Salvarse, al final, es una cuestión de salud, de energía, de
perseverancia, de lucidez sin concesiones. Fidel Castro cumplirá 80 años
en el 2006 y Waldo Balart cumplirá 75. El se propone, con entusiasmo
juvenil, viajar de inmediato a Cuba después de la era de Fidel. Habrá
mucho que hacer, piensa, y se declara dispuesto a darlo todo.

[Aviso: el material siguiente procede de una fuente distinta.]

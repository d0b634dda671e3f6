//! Error types for curve tracing.

use thiserror::Error;

/// Errors that can occur while configuring traversal or intersection.
///
/// Traversal itself never fails: misses and numeric degeneracies are
/// reported as "no hit", and malformed trees are precondition panics.
#[derive(Error, Debug)]
pub enum CurveTraceError {
    /// Configuration value out of range.
    #[error("invalid configuration: {0}")]
    InvalidConfig(String),

    /// Configuration text could not be parsed.
    #[error("failed to parse configuration: {0}")]
    Parse(#[from] toml::de::Error),

    /// Tree is deeper than the configured stack bound.
    #[error("tree depth {depth} exceeds configured maximum {max_depth}")]
    TreeTooDeep {
        /// Depth of the node store.
        depth: usize,
        /// Configured bound.
        max_depth: usize,
    },
}

/// Result type for curve tracing operations.
pub type Result<T> = std::result::Result<T, CurveTraceError>;
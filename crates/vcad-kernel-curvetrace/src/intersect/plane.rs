//! Ray clipping against a half space.

use vcad_kernel_math::Vec3;

/// Parameter interval of the line `org + t * dir` inside the half space
/// `dot(x - p, n) >= 0`.
///
/// Lines parallel to the plane yield an unbounded interval when the
/// origin is inside and an empty one (`lower > upper`) otherwise.
pub fn intersect_half_plane(org: &Vec3, dir: &Vec3, n: &Vec3, p: &Vec3) -> (f32, f32) {
    let on = (org - p).dot(n);
    let dn = dir.dot(n);
    if dn == 0.0 {
        // signed zero would pick the side arbitrarily
        return if on >= 0.0 {
            (f32::NEG_INFINITY, f32::INFINITY)
        } else {
            (f32::INFINITY, f32::NEG_INFINITY)
        };
    }
    let t = -on / dn;
    if dn < 0.0 {
        (f32::NEG_INFINITY, t)
    } else {
        (t, f32::INFINITY)
    }
}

Una prueba de su vigencia es que los jóvenes cubanos que viajan a Madrid
llegan a visitarlo y se entienden de inmediato con él sin la menor
dificultad. Como alguien me dijo en un contexto muy diferente, la
historia es lenta, y avanza, me permito agregar, por senderos
enteramente imprevisibles.
Severo Sarduy, Cabrera Infante, Virgilio Piñera, entre muchos otros, no
alcanzaron a vislumbrar el final del túnel, pero algunos lo verán y
otros incluso saldrán y encontrarán otro paisaje. En otras palabras, los
suicidados de la historia tendrán la opción de resucitar.